======== Supplied data

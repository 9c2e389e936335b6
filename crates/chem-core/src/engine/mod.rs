//! Engine module for the enrichment pipeline
//!
//! Provides the orchestrator, its builder, and the run policies/summary.

pub mod builder;
pub mod core;
pub mod options;

pub use builder::PipelineBuilder;
pub use core::EnrichmentPipeline;
pub use options::{EmptyNotationPolicy, PipelineOptions, RecordOutcome, RunSummary, WriteFailure, WriteFailurePolicy};

#[cfg(test)]
mod tests {
    use super::*;
    use crate::errors::PipelineError;
    use crate::event::PipelineEventKind;
    use crate::repo::InMemoryCompoundStore;
    use crate::step::{IdentifierResolver, NotationGate, NotationResolver, StructureConverter};
    use chem_domain::{CompoundId, CompoundRecord, StructureEncoding};
    use std::cell::RefCell;
    use std::collections::HashMap;
    use std::rc::Rc;

    // Resolver de tabla fija: CAS -> CID
    struct TableIdentifier(HashMap<&'static str, &'static str>);
    impl IdentifierResolver for TableIdentifier {
        fn resolve_identifier(&self, registry_number: &str) -> Result<Option<String>, PipelineError> {
            Ok(self.0.get(registry_number).map(|s| s.to_string()))
        }
    }

    // Resolver de notación que registra las llamadas recibidas
    struct TableNotation {
        table: HashMap<&'static str, &'static str>,
        calls: Rc<RefCell<Vec<String>>>,
    }
    impl NotationResolver for TableNotation {
        fn resolve_notation(&self, cid: &str) -> Result<Option<String>, PipelineError> {
            self.calls.borrow_mut().push(cid.to_string());
            Ok(self.table.get(cid).map(|s| s.to_string()))
        }
    }

    // Gate con respuestas predefinidas ("" = aceptar default)
    struct ScriptedGate(Vec<&'static str>);
    impl NotationGate for ScriptedGate {
        fn confirm_or_override(&mut self, resolved: Option<&str>) -> Result<String, PipelineError> {
            let answer = if self.0.is_empty() { "" } else { self.0.remove(0) };
            Ok(if answer.is_empty() { resolved.unwrap_or("").to_string() } else { answer.to_string() })
        }
    }

    // Conversor que antepone el centinela y registra cada notación
    struct PrefixConverter(Rc<RefCell<Vec<String>>>);
    impl StructureConverter for PrefixConverter {
        fn convert(&self, notation: &str) -> Result<StructureEncoding, PipelineError> {
            self.0.borrow_mut().push(notation.to_string());
            Ok(StructureEncoding::from(format!("Vmp:{notation}").as_str()))
        }
    }

    struct FailingConverter;
    impl StructureConverter for FailingConverter {
        fn convert(&self, _notation: &str) -> Result<StructureEncoding, PipelineError> {
            Err(PipelineError::ConverterProcess("exit status 1".into()))
        }
    }

    fn records() -> Vec<CompoundRecord> {
        vec![CompoundRecord::new(1, "64-17-5", "Ethanol"),
             CompoundRecord::new(2, "", "Sin CAS"),
             CompoundRecord::new(3, "7732-18-5", "Water").with_encoding("VmpDRDAx"),]
    }

    fn build(store: InMemoryCompoundStore,
             gate: ScriptedGate,
             options: PipelineOptions)
             -> (EnrichmentPipeline<InMemoryCompoundStore>, Rc<RefCell<Vec<String>>>, Rc<RefCell<Vec<String>>>) {
        let notation_calls = Rc::new(RefCell::new(Vec::new()));
        let converted = Rc::new(RefCell::new(Vec::new()));
        let pipeline = EnrichmentPipeline::builder(store)
            .identifier_resolver(TableIdentifier(HashMap::from([("64-17-5", "702")])))
            .notation_resolver(TableNotation { table: HashMap::from([("702", "CCO")]),
                                               calls: notation_calls.clone() })
            .gate(gate)
            .converter(PrefixConverter(converted.clone()))
            .options(options)
            .build()
            .expect("pipeline completo");
        (pipeline, notation_calls, converted)
    }

    #[test]
    fn persists_resolved_and_skips_empty_notation() {
        let (mut p, notation_calls, converted) =
            build(InMemoryCompoundStore::new(records()), ScriptedGate(vec![]), PipelineOptions::default());
        let summary = p.run().expect("run ok");

        assert_eq!(summary.selected, 2, "el registro enriquecido no se selecciona");
        assert_eq!(summary.persisted, 1);
        assert_eq!(summary.skipped, 1);
        assert!(summary.write_failures.is_empty());
        // Sin CID no se consulta la notación
        assert_eq!(*notation_calls.borrow(), vec!["702".to_string()]);
        // Con política Skip el conversor no recibe notaciones vacías
        assert_eq!(*converted.borrow(), vec!["CCO".to_string()]);
        assert_eq!(p.store().writes, vec![(CompoundId(1), StructureEncoding::from("Vmp:CCO"))]);
    }

    #[test]
    fn operator_override_replaces_resolved_notation() {
        let (mut p, _, converted) = build(InMemoryCompoundStore::new(records()),
                                          ScriptedGate(vec!["OCC", "C"]),
                                          PipelineOptions::default());
        let summary = p.run().unwrap();
        assert_eq!(summary.persisted, 2);
        assert_eq!(*converted.borrow(), vec!["OCC".to_string(), "C".to_string()]);
        let events = p.events();
        assert!(events.iter().any(|e| matches!(&e.kind,
                PipelineEventKind::OverrideApplied { notation, overridden: true } if notation == "OCC")));
    }

    #[test]
    fn convert_policy_invokes_converter_with_empty_notation() {
        let options = PipelineOptions { empty_notation: EmptyNotationPolicy::Convert,
                                        ..Default::default() };
        let (mut p, _, converted) = build(InMemoryCompoundStore::new(records()), ScriptedGate(vec![]), options);
        let summary = p.run().unwrap();
        assert_eq!(summary.persisted, 2);
        assert_eq!(summary.skipped, 0);
        assert_eq!(*converted.borrow(), vec!["CCO".to_string(), String::new()]);
    }

    #[test]
    fn write_failure_continues_by_default() {
        let store = InMemoryCompoundStore::new(records()).with_failing_write(CompoundId(1));
        let (mut p, _, _) = build(store, ScriptedGate(vec!["", "C"]), PipelineOptions::default());
        let summary = p.run().expect("la corrida continúa");
        assert_eq!(summary.write_failures.len(), 1);
        assert_eq!(summary.write_failures[0].compound_id, CompoundId(1));
        assert_eq!(summary.persisted, 1, "el registro 2 se procesa igual");
        assert!(p.events().iter().any(|e| matches!(e.kind, PipelineEventKind::WriteFailed { .. })));
    }

    #[test]
    fn write_failure_aborts_with_abort_policy() {
        let store = InMemoryCompoundStore::new(records()).with_failing_write(CompoundId(1));
        let options = PipelineOptions { write_failure: WriteFailurePolicy::Abort,
                                        ..Default::default() };
        let (mut p, _, converted) = build(store, ScriptedGate(vec!["", "C"]), options);
        let err = p.run().unwrap_err();
        assert!(matches!(err, PipelineError::StoreWrite { .. }));
        assert_eq!(converted.borrow().len(), 1, "no se procesan más registros");
        assert!(matches!(p.events().last().map(|e| &e.kind), Some(PipelineEventKind::Aborted { .. })));
    }

    #[test]
    fn converter_failure_is_fatal() {
        let p = EnrichmentPipeline::builder(InMemoryCompoundStore::new(records()))
            .identifier_resolver(TableIdentifier(HashMap::from([("64-17-5", "702")])))
            .notation_resolver(TableNotation { table: HashMap::from([("702", "CCO")]),
                                               calls: Rc::new(RefCell::new(Vec::new())) })
            .gate(ScriptedGate(vec![]))
            .converter(FailingConverter)
            .build();
        let mut p = p.expect("builder");
        assert!(matches!(p.run(), Err(PipelineError::ConverterProcess(_))));
        assert!(p.store().writes.is_empty());
    }

    #[test]
    fn limit_truncates_selection() {
        let options = PipelineOptions { limit: Some(1),
                                        ..Default::default() };
        let (mut p, _, _) = build(InMemoryCompoundStore::new(records()), ScriptedGate(vec![]), options);
        let summary = p.run().unwrap();
        assert_eq!(summary.selected, 1);
        assert_eq!(summary.persisted, 1);
    }

    #[test]
    fn builder_requires_all_capabilities() {
        let res = EnrichmentPipeline::builder(InMemoryCompoundStore::default()).gate(ScriptedGate(vec![]))
                                                                                .build();
        match res {
            Err(PipelineError::Internal(msg)) => assert!(msg.contains("identifier resolver")),
            _ => panic!("builder incompleto debe fallar"),
        }
    }

    #[test]
    fn events_follow_stage_order() {
        let (mut p, _, _) = build(InMemoryCompoundStore::new(vec![CompoundRecord::new(1, "64-17-5", "Ethanol")]),
                                  ScriptedGate(vec![]),
                                  PipelineOptions::default());
        p.run().unwrap();
        let names: Vec<&str> = p.events().iter().map(|e| e.kind.variant_name()).collect();
        assert_eq!(names,
                   vec!["RunStarted",
                        "RecordStarted",
                        "IdentifierResolved",
                        "NotationResolved",
                        "OverrideApplied",
                        "Converted",
                        "Persisted",
                        "RunCompleted"]);
    }
}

================

Task directions: This exercise requires the number of lines in the entries holding the word "NotationGate", written alone.

Solution to this task: 2